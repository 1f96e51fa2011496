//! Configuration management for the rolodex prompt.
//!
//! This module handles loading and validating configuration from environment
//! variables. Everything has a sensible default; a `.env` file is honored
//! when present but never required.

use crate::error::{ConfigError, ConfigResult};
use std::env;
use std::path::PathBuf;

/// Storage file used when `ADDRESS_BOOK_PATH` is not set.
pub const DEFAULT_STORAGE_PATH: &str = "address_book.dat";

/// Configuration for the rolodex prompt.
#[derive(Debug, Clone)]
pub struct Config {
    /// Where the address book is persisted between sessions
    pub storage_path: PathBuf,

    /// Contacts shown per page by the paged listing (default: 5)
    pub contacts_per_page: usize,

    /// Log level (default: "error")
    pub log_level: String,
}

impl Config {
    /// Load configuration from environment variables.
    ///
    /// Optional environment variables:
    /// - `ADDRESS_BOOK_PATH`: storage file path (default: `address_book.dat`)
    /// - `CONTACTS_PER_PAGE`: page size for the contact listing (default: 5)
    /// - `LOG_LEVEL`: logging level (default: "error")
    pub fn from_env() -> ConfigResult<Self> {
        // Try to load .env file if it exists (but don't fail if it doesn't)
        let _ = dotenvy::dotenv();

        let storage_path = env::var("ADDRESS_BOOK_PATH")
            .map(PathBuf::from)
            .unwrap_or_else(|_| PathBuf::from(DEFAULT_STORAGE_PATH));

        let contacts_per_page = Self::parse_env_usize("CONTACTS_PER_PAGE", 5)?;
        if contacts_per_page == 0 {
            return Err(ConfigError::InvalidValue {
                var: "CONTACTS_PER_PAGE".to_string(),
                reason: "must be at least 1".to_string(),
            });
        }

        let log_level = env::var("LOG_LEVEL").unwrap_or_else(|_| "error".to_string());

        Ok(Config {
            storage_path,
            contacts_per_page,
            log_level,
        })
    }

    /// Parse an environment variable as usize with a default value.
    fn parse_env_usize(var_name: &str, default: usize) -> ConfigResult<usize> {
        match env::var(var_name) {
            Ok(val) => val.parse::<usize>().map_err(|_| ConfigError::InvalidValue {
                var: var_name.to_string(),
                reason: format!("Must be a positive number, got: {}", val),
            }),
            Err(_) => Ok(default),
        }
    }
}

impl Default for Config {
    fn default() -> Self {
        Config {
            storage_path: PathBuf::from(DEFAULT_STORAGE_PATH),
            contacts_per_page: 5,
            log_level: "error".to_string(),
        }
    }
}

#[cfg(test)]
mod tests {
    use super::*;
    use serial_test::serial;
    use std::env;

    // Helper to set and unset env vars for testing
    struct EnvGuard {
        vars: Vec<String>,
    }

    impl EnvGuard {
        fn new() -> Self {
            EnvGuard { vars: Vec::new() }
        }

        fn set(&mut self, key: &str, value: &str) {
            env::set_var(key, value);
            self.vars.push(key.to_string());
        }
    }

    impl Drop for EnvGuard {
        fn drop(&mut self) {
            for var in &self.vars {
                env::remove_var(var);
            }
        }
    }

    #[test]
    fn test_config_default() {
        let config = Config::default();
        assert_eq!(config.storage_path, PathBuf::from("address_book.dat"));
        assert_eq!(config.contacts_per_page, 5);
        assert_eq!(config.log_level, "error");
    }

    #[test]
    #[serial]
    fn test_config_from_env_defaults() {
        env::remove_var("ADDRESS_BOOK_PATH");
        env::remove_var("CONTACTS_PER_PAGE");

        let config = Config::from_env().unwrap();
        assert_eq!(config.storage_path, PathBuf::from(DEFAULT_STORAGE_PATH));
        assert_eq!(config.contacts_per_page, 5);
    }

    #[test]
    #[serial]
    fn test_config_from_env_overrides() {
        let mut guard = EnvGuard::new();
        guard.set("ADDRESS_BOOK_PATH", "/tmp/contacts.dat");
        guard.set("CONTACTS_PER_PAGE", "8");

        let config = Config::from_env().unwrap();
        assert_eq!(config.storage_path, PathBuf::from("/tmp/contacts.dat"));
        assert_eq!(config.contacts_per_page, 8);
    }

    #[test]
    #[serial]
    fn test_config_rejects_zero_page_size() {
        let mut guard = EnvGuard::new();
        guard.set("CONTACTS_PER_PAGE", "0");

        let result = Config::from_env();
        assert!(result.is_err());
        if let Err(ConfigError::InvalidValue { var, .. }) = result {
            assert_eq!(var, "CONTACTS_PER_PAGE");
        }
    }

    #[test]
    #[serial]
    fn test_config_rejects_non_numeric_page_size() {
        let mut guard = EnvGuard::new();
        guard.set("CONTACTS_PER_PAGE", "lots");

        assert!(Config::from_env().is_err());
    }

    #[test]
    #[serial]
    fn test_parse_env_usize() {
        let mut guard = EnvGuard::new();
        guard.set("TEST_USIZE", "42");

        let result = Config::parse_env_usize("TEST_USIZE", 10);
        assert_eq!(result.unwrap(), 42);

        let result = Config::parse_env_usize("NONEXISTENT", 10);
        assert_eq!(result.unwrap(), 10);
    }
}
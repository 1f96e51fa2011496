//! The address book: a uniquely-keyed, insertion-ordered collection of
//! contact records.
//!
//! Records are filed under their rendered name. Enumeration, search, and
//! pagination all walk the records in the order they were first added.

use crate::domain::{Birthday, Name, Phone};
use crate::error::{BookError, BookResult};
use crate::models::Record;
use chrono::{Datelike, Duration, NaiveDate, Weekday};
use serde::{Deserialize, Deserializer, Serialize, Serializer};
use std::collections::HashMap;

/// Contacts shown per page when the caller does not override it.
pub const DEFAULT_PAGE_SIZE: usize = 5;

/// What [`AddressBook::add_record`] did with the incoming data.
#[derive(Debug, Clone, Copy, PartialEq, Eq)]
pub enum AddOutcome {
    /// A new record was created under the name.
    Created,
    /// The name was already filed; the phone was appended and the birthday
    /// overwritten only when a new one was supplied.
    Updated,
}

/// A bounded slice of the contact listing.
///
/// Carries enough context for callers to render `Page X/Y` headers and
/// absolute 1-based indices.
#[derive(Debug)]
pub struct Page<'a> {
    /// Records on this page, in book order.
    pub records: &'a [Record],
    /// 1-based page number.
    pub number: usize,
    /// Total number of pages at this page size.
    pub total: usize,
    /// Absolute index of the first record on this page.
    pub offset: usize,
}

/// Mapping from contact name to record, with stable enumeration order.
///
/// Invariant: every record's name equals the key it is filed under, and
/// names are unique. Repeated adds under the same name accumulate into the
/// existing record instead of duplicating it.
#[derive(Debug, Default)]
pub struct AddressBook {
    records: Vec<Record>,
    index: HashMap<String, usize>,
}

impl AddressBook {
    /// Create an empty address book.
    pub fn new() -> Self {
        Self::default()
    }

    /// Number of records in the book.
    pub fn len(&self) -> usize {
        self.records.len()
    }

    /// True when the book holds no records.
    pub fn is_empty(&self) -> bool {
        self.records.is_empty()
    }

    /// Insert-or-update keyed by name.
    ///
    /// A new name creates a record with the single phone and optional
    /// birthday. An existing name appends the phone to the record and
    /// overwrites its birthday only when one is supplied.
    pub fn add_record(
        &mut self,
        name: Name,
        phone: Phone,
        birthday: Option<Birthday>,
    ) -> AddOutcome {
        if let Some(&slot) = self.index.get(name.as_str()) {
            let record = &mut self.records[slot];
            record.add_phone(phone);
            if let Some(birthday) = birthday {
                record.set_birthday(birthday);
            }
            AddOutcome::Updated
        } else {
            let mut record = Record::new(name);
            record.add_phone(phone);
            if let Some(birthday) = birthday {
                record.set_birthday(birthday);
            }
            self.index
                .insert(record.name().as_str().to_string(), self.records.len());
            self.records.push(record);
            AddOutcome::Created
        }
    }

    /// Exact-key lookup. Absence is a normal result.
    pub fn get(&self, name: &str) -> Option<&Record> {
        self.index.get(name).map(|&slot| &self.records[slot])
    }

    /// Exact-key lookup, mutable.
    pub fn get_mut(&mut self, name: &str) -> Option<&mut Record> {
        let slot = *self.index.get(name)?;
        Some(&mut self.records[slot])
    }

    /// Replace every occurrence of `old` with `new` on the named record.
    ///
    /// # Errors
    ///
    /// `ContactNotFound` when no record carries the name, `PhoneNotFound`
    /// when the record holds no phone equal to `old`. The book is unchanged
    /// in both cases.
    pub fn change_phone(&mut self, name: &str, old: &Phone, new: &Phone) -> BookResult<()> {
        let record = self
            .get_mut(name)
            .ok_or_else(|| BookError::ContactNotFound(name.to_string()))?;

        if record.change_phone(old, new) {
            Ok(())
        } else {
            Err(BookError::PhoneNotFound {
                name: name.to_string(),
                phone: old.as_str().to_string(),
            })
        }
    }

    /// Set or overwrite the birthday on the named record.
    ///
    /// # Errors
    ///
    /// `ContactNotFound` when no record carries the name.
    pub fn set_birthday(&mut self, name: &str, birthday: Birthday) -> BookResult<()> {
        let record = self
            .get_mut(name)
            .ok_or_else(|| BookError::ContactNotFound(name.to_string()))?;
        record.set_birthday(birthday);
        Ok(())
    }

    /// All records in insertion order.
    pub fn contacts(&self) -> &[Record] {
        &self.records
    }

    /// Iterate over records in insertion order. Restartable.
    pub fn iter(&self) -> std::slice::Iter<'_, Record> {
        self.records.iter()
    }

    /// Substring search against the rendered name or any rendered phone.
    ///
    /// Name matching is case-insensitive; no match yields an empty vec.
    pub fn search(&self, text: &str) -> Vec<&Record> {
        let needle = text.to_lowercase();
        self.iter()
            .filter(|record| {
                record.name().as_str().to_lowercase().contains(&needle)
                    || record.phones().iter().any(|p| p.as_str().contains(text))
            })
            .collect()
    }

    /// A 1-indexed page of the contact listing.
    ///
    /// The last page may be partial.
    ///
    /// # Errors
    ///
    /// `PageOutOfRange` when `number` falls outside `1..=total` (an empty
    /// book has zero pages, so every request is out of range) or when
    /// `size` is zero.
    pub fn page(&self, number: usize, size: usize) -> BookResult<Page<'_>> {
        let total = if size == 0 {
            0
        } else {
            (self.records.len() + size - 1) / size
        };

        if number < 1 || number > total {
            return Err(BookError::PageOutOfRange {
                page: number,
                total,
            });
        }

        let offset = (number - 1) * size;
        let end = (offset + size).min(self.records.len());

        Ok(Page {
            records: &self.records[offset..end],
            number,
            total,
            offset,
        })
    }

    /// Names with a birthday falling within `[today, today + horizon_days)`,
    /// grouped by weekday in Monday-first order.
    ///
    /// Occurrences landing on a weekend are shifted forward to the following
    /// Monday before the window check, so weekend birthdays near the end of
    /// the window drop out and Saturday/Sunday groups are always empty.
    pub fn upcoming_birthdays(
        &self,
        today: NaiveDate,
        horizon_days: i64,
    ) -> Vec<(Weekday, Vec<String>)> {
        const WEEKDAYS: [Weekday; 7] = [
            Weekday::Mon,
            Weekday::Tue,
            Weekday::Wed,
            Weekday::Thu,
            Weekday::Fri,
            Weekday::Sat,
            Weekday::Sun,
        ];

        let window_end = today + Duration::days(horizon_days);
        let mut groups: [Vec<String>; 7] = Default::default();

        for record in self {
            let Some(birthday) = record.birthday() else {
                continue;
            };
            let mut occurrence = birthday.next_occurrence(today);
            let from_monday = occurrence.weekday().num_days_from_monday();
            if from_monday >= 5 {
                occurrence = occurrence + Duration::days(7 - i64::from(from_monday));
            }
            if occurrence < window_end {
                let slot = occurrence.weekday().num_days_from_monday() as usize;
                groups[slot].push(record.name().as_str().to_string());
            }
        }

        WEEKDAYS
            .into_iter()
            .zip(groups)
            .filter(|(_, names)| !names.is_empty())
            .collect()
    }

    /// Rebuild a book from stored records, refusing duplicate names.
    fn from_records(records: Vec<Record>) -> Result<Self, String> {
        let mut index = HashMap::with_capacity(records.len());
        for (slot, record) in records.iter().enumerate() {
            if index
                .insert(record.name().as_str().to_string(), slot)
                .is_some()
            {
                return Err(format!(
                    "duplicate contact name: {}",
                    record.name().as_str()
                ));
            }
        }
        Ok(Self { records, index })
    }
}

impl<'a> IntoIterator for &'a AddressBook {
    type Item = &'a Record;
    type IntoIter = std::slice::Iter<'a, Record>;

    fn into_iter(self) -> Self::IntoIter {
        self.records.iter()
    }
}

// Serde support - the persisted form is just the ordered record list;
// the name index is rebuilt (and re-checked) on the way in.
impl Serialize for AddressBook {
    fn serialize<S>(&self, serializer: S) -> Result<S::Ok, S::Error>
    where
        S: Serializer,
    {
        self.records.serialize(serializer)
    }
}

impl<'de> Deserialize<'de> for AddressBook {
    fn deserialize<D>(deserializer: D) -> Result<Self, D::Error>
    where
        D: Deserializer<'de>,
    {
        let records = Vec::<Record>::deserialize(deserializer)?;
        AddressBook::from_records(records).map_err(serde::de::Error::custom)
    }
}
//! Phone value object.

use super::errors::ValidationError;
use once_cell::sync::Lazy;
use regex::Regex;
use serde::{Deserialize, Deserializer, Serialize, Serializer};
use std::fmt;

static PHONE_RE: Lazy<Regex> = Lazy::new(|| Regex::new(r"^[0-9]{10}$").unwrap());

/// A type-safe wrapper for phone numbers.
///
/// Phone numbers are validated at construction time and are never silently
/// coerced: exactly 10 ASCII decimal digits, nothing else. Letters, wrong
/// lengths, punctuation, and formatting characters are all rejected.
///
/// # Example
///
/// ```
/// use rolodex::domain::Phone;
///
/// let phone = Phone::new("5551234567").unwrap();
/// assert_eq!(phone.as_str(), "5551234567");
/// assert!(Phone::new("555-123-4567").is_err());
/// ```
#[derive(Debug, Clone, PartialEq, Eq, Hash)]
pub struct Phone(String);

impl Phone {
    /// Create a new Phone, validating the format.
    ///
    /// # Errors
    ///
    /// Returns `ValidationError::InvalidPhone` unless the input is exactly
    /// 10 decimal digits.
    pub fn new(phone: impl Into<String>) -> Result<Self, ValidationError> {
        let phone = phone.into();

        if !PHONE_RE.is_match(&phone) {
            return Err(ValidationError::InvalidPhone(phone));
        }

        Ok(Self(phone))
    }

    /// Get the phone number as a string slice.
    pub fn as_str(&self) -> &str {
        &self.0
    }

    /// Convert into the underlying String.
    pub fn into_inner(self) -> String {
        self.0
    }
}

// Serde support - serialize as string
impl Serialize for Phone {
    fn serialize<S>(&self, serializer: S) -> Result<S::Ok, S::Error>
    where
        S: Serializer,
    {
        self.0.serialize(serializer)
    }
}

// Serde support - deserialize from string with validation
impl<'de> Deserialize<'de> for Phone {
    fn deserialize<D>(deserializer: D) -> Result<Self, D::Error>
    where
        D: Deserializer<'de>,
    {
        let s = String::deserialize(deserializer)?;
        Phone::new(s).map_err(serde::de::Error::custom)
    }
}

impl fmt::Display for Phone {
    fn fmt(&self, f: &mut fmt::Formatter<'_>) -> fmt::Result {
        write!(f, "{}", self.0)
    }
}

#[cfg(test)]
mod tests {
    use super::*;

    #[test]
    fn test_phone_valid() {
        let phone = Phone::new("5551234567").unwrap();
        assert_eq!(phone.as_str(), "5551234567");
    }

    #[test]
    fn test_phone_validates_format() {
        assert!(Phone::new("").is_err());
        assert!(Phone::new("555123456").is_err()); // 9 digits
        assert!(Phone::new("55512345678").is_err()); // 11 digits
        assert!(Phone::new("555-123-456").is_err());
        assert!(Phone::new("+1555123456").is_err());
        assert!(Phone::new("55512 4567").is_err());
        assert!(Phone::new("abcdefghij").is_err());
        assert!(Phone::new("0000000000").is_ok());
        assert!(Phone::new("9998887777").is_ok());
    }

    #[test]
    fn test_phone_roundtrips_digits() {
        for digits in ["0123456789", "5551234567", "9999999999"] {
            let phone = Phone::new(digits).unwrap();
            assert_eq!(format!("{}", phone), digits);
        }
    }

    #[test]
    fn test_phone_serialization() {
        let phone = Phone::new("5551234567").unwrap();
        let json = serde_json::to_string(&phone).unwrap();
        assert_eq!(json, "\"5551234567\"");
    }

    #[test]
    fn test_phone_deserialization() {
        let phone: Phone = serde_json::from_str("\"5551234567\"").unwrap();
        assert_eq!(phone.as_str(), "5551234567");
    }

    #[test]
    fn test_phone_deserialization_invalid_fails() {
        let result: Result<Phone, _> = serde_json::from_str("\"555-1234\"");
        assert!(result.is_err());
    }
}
———
# [TASK REQUIREMENTS]
Every line from the start of the listing through the line with "Ok(val) => val.parse::<usize>().map_err(|_|" should be reproduced exactly, and no other line.

# [REPLY TO THE TASK]
repository 1f96e51fa2011496
//! Configuration management for the rolodex prompt.
//!
//! This module handles loading and validating configuration from environment
//! variables. Everything has a sensible default; a `.env` file is honored
//! when present but never required.

use crate::error::{ConfigError, ConfigResult};
use std::env;
use std::path::PathBuf;

/// Storage file used when `ADDRESS_BOOK_PATH` is not set.
pub const DEFAULT_STORAGE_PATH: &str = "address_book.dat";

/// Configuration for the rolodex prompt.
#[derive(Debug, Clone)]
pub struct Config {
    /// Where the address book is persisted between sessions
    pub storage_path: PathBuf,

    /// Contacts shown per page by the paged listing (default: 5)
    pub contacts_per_page: usize,

    /// Log level (default: "error")
    pub log_level: String,
}

impl Config {
    /// Load configuration from environment variables.
    ///
    /// Optional environment variables:
    /// - `ADDRESS_BOOK_PATH`: storage file path (default: `address_book.dat`)
    /// - `CONTACTS_PER_PAGE`: page size for the contact listing (default: 5)
    /// - `LOG_LEVEL`: logging level (default: "error")
    pub fn from_env() -> ConfigResult<Self> {
        // Try to load .env file if it exists (but don't fail if it doesn't)
        let _ = dotenvy::dotenv();

        let storage_path = env::var("ADDRESS_BOOK_PATH")
            .map(PathBuf::from)
            .unwrap_or_else(|_| PathBuf::from(DEFAULT_STORAGE_PATH));

        let contacts_per_page = Self::parse_env_usize("CONTACTS_PER_PAGE", 5)?;
        if contacts_per_page == 0 {
            return Err(ConfigError::InvalidValue {
                var: "CONTACTS_PER_PAGE".to_string(),
                reason: "must be at least 1".to_string(),
            });
        }

        let log_level = env::var("LOG_LEVEL").unwrap_or_else(|_| "error".to_string());

        Ok(Config {
            storage_path,
            contacts_per_page,
            log_level,
        })
    }

    /// Parse an environment variable as usize with a default value.
    fn parse_env_usize(var_name: &str, default: usize) -> ConfigResult<usize> {
        match env::var(var_name) {
            Ok(val) => val.parse::<usize>().map_err(|_| ConfigError::InvalidValue {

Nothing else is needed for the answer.